Your answer must match the entries below word for word.
__________
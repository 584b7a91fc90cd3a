//! Investor registration form
//!
//! The concrete field layout of the Pleme investor onboarding form: four
//! tabs, a conditional spouse section on the first tab, mirrored
//! residence/correspondence address blocks on the third.

use crate::form::{AddressBlock, FormDefinition, TabDefinition};
use crate::mask::MaskType;
use crate::rules::{FieldConfig, Rule, Section};

/// Marital statuses offered by the form's select field.
pub const MARITAL_STATUSES: [&str; 5] = [
    "Solteiro(a)",
    "Casado(a)",
    "União Estável",
    "Divorciado(a)",
    "Viúvo(a)",
];

/// Document types offered by the form's select field.
pub const DOCUMENT_TYPES: [&str; 3] = ["RG", "CNH", "Passaporte"];

fn name_field(name: &str, label: &str) -> FieldConfig {
    FieldConfig::new(name, label).rule_with_message(
        Rule::Name,
        "Apenas letras, espaços e caracteres simples como ' - . são permitidos",
    )
}

fn personal_tab() -> TabDefinition {
    let mut fields = vec![
        name_field("nome_completo", "Nome Completo").rule(Rule::Required),
        FieldConfig::new("sexo", "Sexo").rule(Rule::Required),
        FieldConfig::new("estado_civil", "Estado Civil").rule(Rule::Required),
        FieldConfig::new("cpf", "CPF")
            .mask(MaskType::Cpf)
            .rule(Rule::Required)
            .rule_with_message(Rule::Cpf, "CPF inválido. Verifique o número informado."),
        FieldConfig::new("data_nascimento", "Data de Nascimento")
            .mask(MaskType::Date)
            .rule(Rule::Required)
            .rule(Rule::Date)
            .rule(Rule::Age),
        name_field("nacionalidade", "Nacionalidade").rule(Rule::Required),
        name_field("naturalidade", "Naturalidade"),
        name_field("nome_mae", "Nome da Mãe").rule(Rule::Required),
        name_field("nome_pai", "Nome do Pai"),
    ];

    // Spouse section: shown and required only for married / stable-union
    fields.extend([
        name_field("conjuge_nome", "Nome do Cônjuge").section(Section::Spouse),
        FieldConfig::new("conjuge_sexo", "Sexo do Cônjuge").section(Section::Spouse),
        FieldConfig::new("conjuge_cpf", "CPF do Cônjuge")
            .mask(MaskType::Cpf)
            .rule_with_message(Rule::Cpf, "CPF inválido. Verifique o número informado.")
            .section(Section::Spouse),
        name_field("conjuge_nacionalidade", "Nacionalidade do Cônjuge").section(Section::Spouse),
        name_field("conjuge_naturalidade", "Naturalidade do Cônjuge").section(Section::Spouse),
        FieldConfig::new("conjuge_data_nascimento", "Data de Nascimento do Cônjuge")
            .mask(MaskType::Date)
            .rule(Rule::Date)
            .rule(Rule::Age)
            .section(Section::Spouse),
        FieldConfig::new("conjuge_tipo_documento", "Tipo de Documento do Cônjuge")
            .section(Section::Spouse),
        FieldConfig::new("conjuge_numero_documento", "Número do Documento do Cônjuge")
            .rule(Rule::DocumentNumber { kind_field: "conjuge_tipo_documento".to_string() })
            .section(Section::Spouse),
        FieldConfig::new("conjuge_data_expedicao", "Data de Expedição do Cônjuge")
            .mask(MaskType::Date)
            .rule(Rule::Date)
            .rule(Rule::IssuanceDate)
            .section(Section::Spouse),
        name_field("conjuge_orgao_emissor", "Órgão Emissor do Cônjuge").section(Section::Spouse),
        name_field("conjuge_nome_mae", "Nome da Mãe do Cônjuge").section(Section::Spouse),
        name_field("conjuge_nome_pai", "Nome do Pai do Cônjuge").section(Section::Spouse),
    ]);

    TabDefinition::new("tab-1", "Dados Pessoais", fields)
}

fn documents_tab() -> TabDefinition {
    TabDefinition::new(
        "tab-2",
        "Documentos",
        vec![
            FieldConfig::new("tipo_documento", "Tipo de Documento").rule(Rule::Required),
            FieldConfig::new("numero_documento", "Número do Documento")
                .rule(Rule::Required)
                .rule(Rule::DocumentNumber { kind_field: "tipo_documento".to_string() }),
            FieldConfig::new("data_expedicao", "Data de Expedição")
                .mask(MaskType::Date)
                .rule(Rule::Required)
                .rule(Rule::Date)
                .rule(Rule::IssuanceDate),
            name_field("orgao_emissor", "Órgão Emissor").rule(Rule::Required),
        ],
    )
}

fn address_tab() -> TabDefinition {
    let residence = vec![
        FieldConfig::new("cep", "CEP")
            .mask(MaskType::Cep)
            .rule(Rule::Required)
            .rule(Rule::Cep)
            .section(Section::Residence),
        FieldConfig::new("logradouro", "Logradouro")
            .rule(Rule::Required)
            .section(Section::Residence),
        FieldConfig::new("numero", "Número")
            .rule(Rule::Required)
            .section(Section::Residence),
        FieldConfig::new("complemento", "Complemento").section(Section::Residence),
        FieldConfig::new("bairro", "Bairro")
            .rule(Rule::Required)
            .section(Section::Residence),
        FieldConfig::new("cidade", "Cidade")
            .rule(Rule::Required)
            .section(Section::Residence),
        FieldConfig::new("estado", "Estado")
            .rule(Rule::Required)
            .section(Section::Residence),
    ];

    let correspondence = vec![
        FieldConfig::new("corr_cep", "CEP de Correspondência")
            .mask(MaskType::Cep)
            .rule(Rule::Cep)
            .section(Section::Correspondence),
        FieldConfig::new("corr_logradouro", "Logradouro de Correspondência")
            .section(Section::Correspondence),
        FieldConfig::new("corr_numero", "Número de Correspondência")
            .section(Section::Correspondence),
        FieldConfig::new("corr_complemento", "Complemento de Correspondência")
            .section(Section::Correspondence),
        FieldConfig::new("corr_bairro", "Bairro de Correspondência")
            .section(Section::Correspondence),
        FieldConfig::new("corr_cidade", "Cidade de Correspondência")
            .section(Section::Correspondence),
        FieldConfig::new("corr_estado", "Estado de Correspondência")
            .section(Section::Correspondence),
    ];

    let mut fields = residence;
    fields.extend(correspondence);
    TabDefinition::new("tab-3", "Endereço", fields)
}

fn contact_tab() -> TabDefinition {
    TabDefinition::new(
        "tab-4",
        "Contato e Investimento",
        vec![
            FieldConfig::new("email", "Email")
                .rule(Rule::Required)
                .rule_with_message(Rule::Email, "E-mail inválido. Por favor, verifique."),
            FieldConfig::new("telefone", "Telefone")
                .mask(MaskType::Phone)
                .rule(Rule::Required)
                .rule_with_message(
                    Rule::Phone,
                    "Telefone inválido. Use (XX) XXXX-XXXX para fixo ou (XX) XXXXX-XXXX para celular.",
                ),
            FieldConfig::new("valor_investimento", "Valor do Investimento")
                .mask(MaskType::Currency),
            FieldConfig::new("perfil_risco", "Perfil de Risco"),
        ],
    )
}

/// Build the investor registration form definition.
pub fn investor_registration() -> FormDefinition {
    let residence_block = AddressBlock {
        cep: "cep".to_string(),
        street: "logradouro".to_string(),
        number: "numero".to_string(),
        complement: Some("complemento".to_string()),
        neighborhood: "bairro".to_string(),
        city: "cidade".to_string(),
        state: "estado".to_string(),
    };
    let correspondence_block = AddressBlock {
        cep: "corr_cep".to_string(),
        street: "corr_logradouro".to_string(),
        number: "corr_numero".to_string(),
        complement: Some("corr_complemento".to_string()),
        neighborhood: "corr_bairro".to_string(),
        city: "corr_cidade".to_string(),
        state: "corr_estado".to_string(),
    };

    FormDefinition::new(vec![
        personal_tab(),
        documents_tab(),
        address_tab(),
        contact_tab(),
    ])
    .with_mirrored_address(residence_block, correspondence_block)
    .with_marital_status_field("estado_civil")
    .with_spouse_optional(vec!["conjuge_nome_pai".to_string()])
}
__________
_Task solution_.
repository 584b7a91fc90cd3a
//! Investor registration form
//!
//! The concrete field layout of the Pleme investor onboarding form: four
//! tabs, a conditional spouse section on the first tab, mirrored
//! residence/correspondence address blocks on the third.

use crate::form::{AddressBlock, FormDefinition, TabDefinition};
use crate::mask::MaskType;
use crate::rules::{FieldConfig, Rule, Section};

/// Marital statuses offered by the form's select field.
pub const MARITAL_STATUSES: [&str; 5] = [
    "Solteiro(a)",
    "Casado(a)",
    "União Estável",
    "Divorciado(a)",
    "Viúvo(a)",
];

/// Document types offered by the form's select field.
pub const DOCUMENT_TYPES: [&str; 3] = ["RG", "CNH", "Passaporte"];

fn name_field(name: &str, label: &str) -> FieldConfig {
    FieldConfig::new(name, label).rule_with_message(
        Rule::Name,
        "Apenas letras, espaços e caracteres simples como ' - . são permitidos",
    )
}

fn personal_tab() -> TabDefinition {
    let mut fields = vec![
        name_field("nome_completo", "Nome Completo").rule(Rule::Required),
        FieldConfig::new("sexo", "Sexo").rule(Rule::Required),
        FieldConfig::new("estado_civil", "Estado Civil").rule(Rule::Required),
        FieldConfig::new("cpf", "CPF")
            .mask(MaskType::Cpf)
            .rule(Rule::Required)
            .rule_with_message(Rule::Cpf, "CPF inválido. Verifique o número informado."),
        FieldConfig::new("data_nascimento", "Data de Nascimento")
            .mask(MaskType::Date)
            .rule(Rule::Required)
            .rule(Rule::Date)
            .rule(Rule::Age),
        name_field("nacionalidade", "Nacionalidade").rule(Rule::Required),
        name_field("naturalidade", "Naturalidade"),
        name_field("nome_mae", "Nome da Mãe").rule(Rule::Required),
        name_field("nome_pai", "Nome do Pai"),
    ];

    // Spouse section: shown and required only for married / stable-union
    fields.extend([
        name_field("conjuge_nome", "Nome do Cônjuge").section(Section::Spouse),
        FieldConfig::new("conjuge_sexo", "Sexo do Cônjuge").section(Section::Spouse),
        FieldConfig::new("conjuge_cpf", "CPF do Cônjuge")
            .mask(MaskType::Cpf)
            .rule_with_message(Rule::Cpf, "CPF inválido. Verifique o número informado.")
            .section(Section::Spouse),
        name_field("conjuge_nacionalidade", "Nacionalidade do Cônjuge").section(Section::Spouse),
        name_field("conjuge_naturalidade", "Naturalidade do Cônjuge").section(Section::Spouse),
        FieldConfig::new("conjuge_data_nascimento", "Data de Nascimento do Cônjuge")
            .mask(MaskType::Date)
            .rule(Rule::Date)
            .rule(Rule::Age)
            .section(Section::Spouse),
        FieldConfig::new("conjuge_tipo_documento", "Tipo de Documento do Cônjuge")
            .section(Section::Spouse),
        FieldConfig::new("conjuge_numero_documento", "Número do Documento do Cônjuge")
            .rule(Rule::DocumentNumber { kind_field: "conjuge_tipo_documento".to_string() })
            .section(Section::Spouse),
        FieldConfig::new("conjuge_data_expedicao", "Data de Expedição do Cônjuge")
            .mask(MaskType::Date)
            .rule(Rule::Date)
            .rule(Rule::IssuanceDate)
            .section(Section::Spouse),
        name_field("conjuge_orgao_emissor", "Órgão Emissor do Cônjuge").section(Section::Spouse),
        name_field("conjuge_nome_mae", "Nome da Mãe do Cônjuge").section(Section::Spouse),
        name_field("conjuge_nome_pai", "Nome do Pai do Cônjuge").section(Section::Spouse),
    ]);

    TabDefinition::new("tab-1", "Dados Pessoais", fields)
}

fn documents_tab() -> TabDefinition {
    TabDefinition::new(
        "tab-2",
        "Documentos",
        vec![
            FieldConfig::new("tipo_documento", "Tipo de Documento").rule(Rule::Required),
            FieldConfig::new("numero_documento", "Número do Documento")
                .rule(Rule::Required)
                .rule(Rule::DocumentNumber { kind_field: "tipo_documento".to_string() }),
            FieldConfig::new("data_expedicao", "Data de Expedição")
                .mask(MaskType::Date)
                .rule(Rule::Required)
                .rule(Rule::Date)
                .rule(Rule::IssuanceDate),
            name_field("orgao_emissor", "Órgão Emissor").rule(Rule::Required),
        ],
    )
}

fn address_tab() -> TabDefinition {
    let residence = vec![
        FieldConfig::new("cep", "CEP")
            .mask(MaskType::Cep)
            .rule(Rule::Required)
            .rule(Rule::Cep)
            .section(Section::Residence),
        FieldConfig::new("logradouro", "Logradouro")
            .rule(Rule::Required)
            .section(Section::Residence),
        FieldConfig::new("numero", "Número")
            .rule(Rule::Required)
            .section(Section::Residence),
        FieldConfig::new("complemento", "Complemento").section(Section::Residence),
        FieldConfig::new("bairro", "Bairro")
            .rule(Rule::Required)
            .section(Section::Residence),
        FieldConfig::new("cidade", "Cidade")
            .rule(Rule::Required)
            .section(Section::Residence),
        FieldConfig::new("estado", "Estado")
            .rule(Rule::Required)
            .section(Section::Residence),
    ];

    let correspondence = vec![
        FieldConfig::new("corr_cep", "CEP de Correspondência")
            .mask(MaskType::Cep)
            .rule(Rule::Cep)
            .section(Section::Correspondence),
        FieldConfig::new("corr_logradouro", "Logradouro de Correspondência")
            .section(Section::Correspondence),
        FieldConfig::new("corr_numero", "Número de Correspondência")
            .section(Section::Correspondence),
        FieldConfig::new("corr_complemento", "Complemento de Correspondência")
            .section(Section::Correspondence),
        FieldConfig::new("corr_bairro", "Bairro de Correspondência")
            .section(Section::Correspondence),
        FieldConfig::new("corr_cidade", "Cidade de Correspondência")
            .section(Section::Correspondence),
        FieldConfig::new("corr_estado", "Estado de Correspondência")
            .section(Section::Correspondence),
    ];

    let mut fields = residence;
    fields.extend(correspondence);
    TabDefinition::new("tab-3", "Endereço", fields)
}

fn contact_tab() -> TabDefinition {
    TabDefinition::new(
        "tab-4",
        "Contato e Investimento",
        vec![
            FieldConfig::new("email", "Email")
                .rule(Rule::Required)
                .rule_with_message(Rule::Email, "E-mail inválido. Por favor, verifique."),
            FieldConfig::new("telefone", "Telefone")
                .mask(MaskType::Phone)
                .rule(Rule::Required)
                .rule_with_message(
                    Rule::Phone,
                    "Telefone inválido. Use (XX) XXXX-XXXX para fixo ou (XX) XXXXX-XXXX para celular.",
                ),
            FieldConfig::new("valor_investimento", "Valor do Investimento")
                .mask(MaskType::Currency),
            FieldConfig::new("perfil_risco", "Perfil de Risco"),
        ],
    )
}

/// Build the investor registration form definition.
pub fn investor_registration() -> FormDefinition {
    let residence_block = AddressBlock {
        cep: "cep".to_string(),
        street: "logradouro".to_string(),
        number: "numero".to_string(),
        complement: Some("complemento".to_string()),
        neighborhood: "bairro".to_string(),
        city: "cidade".to_string(),
        state: "estado".to_string(),
    };
    let correspondence_block = AddressBlock {
        cep: "corr_cep".to_string(),
        street: "corr_logradouro".to_string(),
        number: "corr_numero".to_string(),
        complement: Some("corr_complemento".to_string()),
        neighborhood: "corr_bairro".to_string(),
        city: "corr_cidade".to_string(),
        state: "corr_estado".to_string(),
    };

    FormDefinition::new(vec![
        personal_tab(),
        documents_tab(),
        address_tab(),
        contact_tab(),
    ])
    .with_mirrored_address(residence_block, correspondence_block)
    .with_marital_status_field("estado_civil")
    .with_spouse_optional(vec!["conjuge_nome_pai".to_string()])
}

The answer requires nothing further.